[<prev] [next>] [<thread-prev] [thread-next>] [day] [month] [year] [list]
Message-ID: <20151001151535.GA31603@ketchup.mtl.sfl>
Date: Thu, 1 Oct 2015 11:15:36 -0400
From: Vivien Didelot <vivien.didelot@...oirfairelinux.com>
To: Scott Feldman <sfeldma@...il.com>
Cc: Jiri Pirko <jiri@...nulli.us>, Netdev <netdev@...r.kernel.org>,
Ido Schimmel <idosch@...lanox.com>, eladr@...lanox.com,
Florian Fainelli <f.fainelli@...il.com>,
Guenter Roeck <linux@...ck-us.net>,
"Rosen, Rami" <rami.rosen@...el.com>,
Roopa Prabhu <roopa@...ulusnetworks.com>,
Premkumar Jonnala <pjonnala@...adcom.com>,
"andrew@...n.ch" <andrew@...n.ch>,
Andy Gospodarek <gospo@...ulusnetworks.com>,
Jiri Pirko <jiri@...lanox.com>
Subject: Re: [patch net-next v3 02/10] switchdev: introduce transaction item
queue for attr_set and obj_add
Hi,
On Sep.
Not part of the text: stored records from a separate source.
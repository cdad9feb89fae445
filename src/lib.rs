//! # Video Ingest Queue
//!
//! In-memory priority scheduler for video ingestion jobs.
//!
//! ## Key Features
//!
//! - **Priority scheduling** — higher priority first, FIFO among equals
//! - **Per-service token buckets** — every item is admitted through the rate
//!   limits of the services it needs; bursts are pooled across items
//! - **Stage progress tracking** — handlers report stage and overall progress,
//!   overall progress never goes backwards
//! - **Failure isolation** — a failed item records its error and the drain
//!   loop moves on
//! - **Live events** — subscribe to lifecycle events for rendering
//!
//! ## Quick Start
//!
//! 1. Implement [`IngestionHandler`] for your processing logic
//! 2. Build a [`SchedulerConfig`] (load rate limits with [`RateLimitConfig::load`])
//! 3. Create a [`QueueService`], [`enqueue`](QueueService::enqueue) targets
//! 4. Call [`drain()`](QueueService::drain) to process them
//!
//! See the `demos/` directory for complete usage examples.

pub mod config;
pub mod error;
pub mod events;
pub mod executor;
pub mod progress;
pub mod queue;
pub mod rate_limit;
pub mod types;

pub use config::{RateLimitConfig, SchedulerConfig, SchedulerConfigBuilder, ServiceRateLimit};
pub use error::{IngestError, QueueError, QueueResult};
pub use events::QueueEvent;
pub use progress::{ProgressReporter, ProgressUpdate};
pub use queue::{normalize_target, QueueService};
pub use rate_limit::{RateLimiter, RateLimiterRegistry};
pub use types::{
    IngestPreferences, ProcessingStage, QueueItem, QueueStatus, QueueStatusSummary,
};

/// Trait for the work performed on each queued item.
///
/// The scheduler calls [`handle`](Self::handle) once per item, after the
/// item has been admitted by every rate limiter it needs. The item is a
/// read-only snapshot; report progress through the [`ProgressReporter`]
/// and signal failure by returning an error.
///
/// # Example
///
/// ```ignore
/// use video_ingest_queue::*;
///
/// struct Ingestor;
///
/// impl IngestionHandler for Ingestor {
///     async fn handle(
///         &self,
///         item: &QueueItem,
///         progress: &ProgressReporter,
///     ) -> Result<(), IngestError> {
///         progress.report(ProcessingStage::Downloading, 0, 10, "Fetching transcript");
///         let transcript = fetch_transcript(&item.target).await?;
///         progress.report(ProcessingStage::Storing, 50, 90, "Saving");
///         save(transcript).await?;
///         Ok(())
///     }
/// }
/// ```
pub trait IngestionHandler: Send + Sync + 'static {
    /// Process a single item.
    ///
    /// # Arguments
    /// * `item` — snapshot of the item in PROCESSING state
    /// * `progress` — callback for stage/overall progress reports
    fn handle(
        &self,
        item: &QueueItem,
        progress: &ProgressReporter,
    ) -> impl std::future::Future<Output = Result<(), IngestError>> + Send;
}
use thiserror::Error;

pub type QueueResult<T> = Result<T, QueueError>;

/// Errors returned by the scheduler's own API.
///
/// Handler failures never surface here; they are recorded on the item
/// (see [`IngestError`]).
#[derive(Error, Debug)]
pub enum QueueError {
    #[error("Invalid rate limit configuration: {0}")]
    InvalidConfig(String),

    #[error("Invalid target URL {target:?}: {reason}")]
    InvalidTarget { target: String, reason: String },

    #[error("Invalid preferences: {0}")]
    InvalidPreferences(String),

    #[error("Target is already queued or processing: {0}")]
    AlreadyQueued(String),

    #[error("Item not found: {0}")]
    NotFound(String),

    #[error("Retry limit reached for {target} ({max_retries} retries)")]
    RetryLimitReached { target: String, max_retries: u32 },

    #[error("Only failed items can be requeued ({target} is {status})")]
    NotRetryable { target: String, status: String },

    #[error("Failed to read configuration: {0}")]
    Io(#[from] std::io::Error),

    #[error("Failed to parse YAML configuration: {0}")]
    Yaml(#[from] serde_yaml::Error),

    #[error("{0}")]
    Other(String),
}

impl QueueError {
    pub fn invalid_config(msg: impl Into<String>) -> Self {
        Self::InvalidConfig(msg.into())
    }

    pub fn invalid_target(target: impl Into<String>, reason: impl Into<String>) -> Self {
        Self::InvalidTarget {
            target: target.into(),
            reason: reason.into(),
        }
    }
}

impl From<anyhow::Error> for QueueError {
    fn from(err: anyhow::Error) -> Self {
        QueueError::Other(err.to_string())
    }
}

/// Failure reported by an [`IngestionHandler`](crate::IngestionHandler).
///
/// The variant becomes the item's `error_type`, the display text its
/// `error_message`.
#[derive(Error, Debug)]
pub enum IngestError {
    #[error("{0}")]
    Validation(String),

    #[error("Transcript unavailable: {0}")]
    Transcript(String),

    #[error("Summarization failed: {0}")]
    Summarization(String),

    #[error("Storage failed: {0}")]
    Storage(String),

    #[error("Handler exceeded deadline of {0:?}")]
    Timeout(std::time::Duration),

    #[error(transparent)]
    Other(#[from] anyhow::Error),
}

impl IngestError {
    /// Stable type tag recorded on failed items.
    pub fn kind(&self) -> &'static str {
        match self {
            IngestError::Validation(_) => "ValidationError",
            IngestError::Transcript(_) => "TranscriptError",
            IngestError::Summarization(_) => "SummarizationError",
            IngestError::Storage(_) => "StorageError",
            IngestError::Timeout(_) => "TimeoutError",
            IngestError::Other(_) => "Error",
        }
    }
}
//! Progress reporting from ingestion handlers back into scheduler state.

use std::sync::{Arc, Mutex};

use serde::{Deserialize, Serialize};
use tokio::sync::broadcast;
use tracing::debug;

use crate::events::QueueEvent;
use crate::queue::{lock_state, QueueState};
use crate::types::{ProcessingStage, QueueItem, QueueStatus};

/// A single progress report. Percentages are clamped to 100.
#[derive(Debug, Clone, PartialEq, Eq, Serialize, Deserialize)]
pub struct ProgressUpdate {
    pub stage: ProcessingStage,
    pub stage_progress: u8,
    pub overall_progress: u8,
    pub message: String,
}

impl ProgressUpdate {
    pub fn new(
        stage: ProcessingStage,
        stage_progress: u8,
        overall_progress: u8,
        message: impl Into<String>,
    ) -> Self {
        Self {
            stage,
            stage_progress: stage_progress.min(100),
            overall_progress: overall_progress.min(100),
            message: message.into(),
        }
    }

    /// Apply this report to `item`, returning the updated snapshot.
    ///
    /// Stage, stage progress and message are replaced; overall progress only
    /// ever moves forward.
    pub fn apply(&self, item: &QueueItem) -> QueueItem {
        QueueItem {
            current_stage: Some(self.stage),
            stage_progress_percent: self.stage_progress.min(100),
            overall_progress_percent: item
                .overall_progress_percent
                .max(self.overall_progress.min(100)),
            message: Some(self.message.clone()),
            ..item.clone()
        }
    }
}

/// Per-item progress callback handed to the ingestion handler.
///
/// Reporting never blocks on observers and never fails. Reports that
/// arrive after the item left PROCESSING are dropped.
#[derive(Clone)]
pub struct ProgressReporter {
    target: String,
    sequence: u64,
    state: Arc<Mutex<QueueState>>,
    events: broadcast::Sender<QueueEvent>,
}

impl ProgressReporter {
    pub(crate) fn new(
        target: String,
        sequence: u64,
        state: Arc<Mutex<QueueState>>,
        events: broadcast::Sender<QueueEvent>,
    ) -> Self {
        Self {
            target,
            sequence,
            state,
            events,
        }
    }

    /// The target this reporter updates.
    pub fn target(&self) -> &str {
        &self.target
    }

    pub fn report(
        &self,
        stage: ProcessingStage,
        stage_progress: u8,
        overall_progress: u8,
        message: impl Into<String>,
    ) {
        self.report_update(ProgressUpdate::new(
            stage,
            stage_progress,
            overall_progress,
            message,
        ));
    }

    pub fn report_update(&self, update: ProgressUpdate) {
        let snapshot = {
            let mut state = lock_state(&self.state);
            let Some(current) = state.items.get(&self.target) else {
                return;
            };
            if current.sequence != self.sequence || current.status != QueueStatus::Processing {
                debug!(url = %self.target, "Dropping progress report for inactive item");
                return;
            }
            let next = update.apply(current);
            state.items.insert(self.target.clone(), next.clone());
            next
        };

        let _ = self.events.send(QueueEvent::Progress {
            target: snapshot.target,
            stage: update.stage,
            stage_progress: snapshot.stage_progress_percent,
            overall_progress: snapshot.overall_progress_percent,
            message: update.message,
        });
    }
}

impl std::fmt::Debug for ProgressReporter {
    fn fmt(&self, f: &mut std::fmt::Formatter<'_>) -> std::fmt::Result {
        f.debug_struct("ProgressReporter")
            .field("target", &self.target)
            .field("sequence", &self.sequence)
            .finish()
    }
}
Wednesday 30 (40) 09:27 PM, Scott Feldman wrote:
> On Wed, Sep 30, 2015 at 11:56 AM, Vivien Didelot
> <vivien.didelot@...oirfairelinux.com> wrote:
> > Hi all,
> >
> > On Sep. Friday 25 (39) 11:03 AM, Vivien Didelot wrote:
> >> On Sep. Thursday 24 (39) 10:55 PM, David Miller wrote:
> >> > From: Scott Feldman <sfeldma@...il.com>
> >> > Date: Thu, 24 Sep 2015 22:29:43 -0700
> >> >
> >> > > I'd rather keep 2-phase not optional, or at least make it some what of
> >> > > a pain for drivers to opt-out of 2-phase. Forcing the driver to see
> >> > > both phases means the driver needs to put some code to skip phase 1
> >> > > (and hopefully has some persistent comment explaining why its being
> >> > > skipped). Something like:
> >> > >
> >> > > /* I'm skipping phase 1 prepare for this operation. I have infinite hardware
> >> > > * resources and I'm not setting any persistent state in the driver or device
> >> > > * and I don't need any dynamic resources from the kernel, so its impossible
> >> > > * for me to fail phase 2 commit. Nothing to prepare, sorry.
> >> > > */
> >> >
> >> > I agree with Scott here.
> >> >
> >> > If you can opt out of something, you can not think about it and thus
> >> > more likely get it wrong.
> >> >
> >> > I can just see a driver not implementing prepare at all and then doing
> >> > stupid things in commit when they hit some resource limit or whatever,
> >> > rather than taking care of such issues in prepare.
> >>
> >> OK, I have no experience with stacked devices nor what it actually looks
> >> like, but I understand that it is a redundant setup where it makes sense
> >> to ensure that an operation is feasible before programming the hardware.
> >>
> >> I agree with both of you on imposing switchdev drivers such notion.
> >>
> >> I was confused with the rtnl lock (from bridge netlink requests) which
> >> seemed to limit a lot the usage of this prepare phase.
> >>
> >> I don't know the batch mode neither, but I can think about a potentially
> >> powerful usage of the prepare phase in Marvell switches (or any basic
> >> home router switches), please tell me if the following is feasible:
> >>
> >> Every hardware VLANs I know of are programmed with all port membership
> >> in one shot. This is not feasible today with the bridge command. If I
> >> could bundle in one request the equivalent of ("VID 100: 0u 1u 5t"):
> >>
> >> bridge vlan add master dev swp0 vid 100 pvid untagged
> >> bridge vlan add master dev swp1 vid 100 pvid untagged
> >> bridge vlan add master dev swp5 vid 100 # cpu
> >>
> >> In such case the prepare phase could be great to allocate and populate a
> >> VLAN entry structure (i.e. struct mv88e6xxx_vtu_stu_entry) before
> >> programming the hardware *just once*. Is that doable?
> >
> > May I get answers for this? I'd need that in order to suggest a next
> > step for the prepare phase in DSA drivers.
>
> You know we're just making this all up as we go, right? ;)
>
> Actually, bringing real-world examples us think about solutions, so thank you.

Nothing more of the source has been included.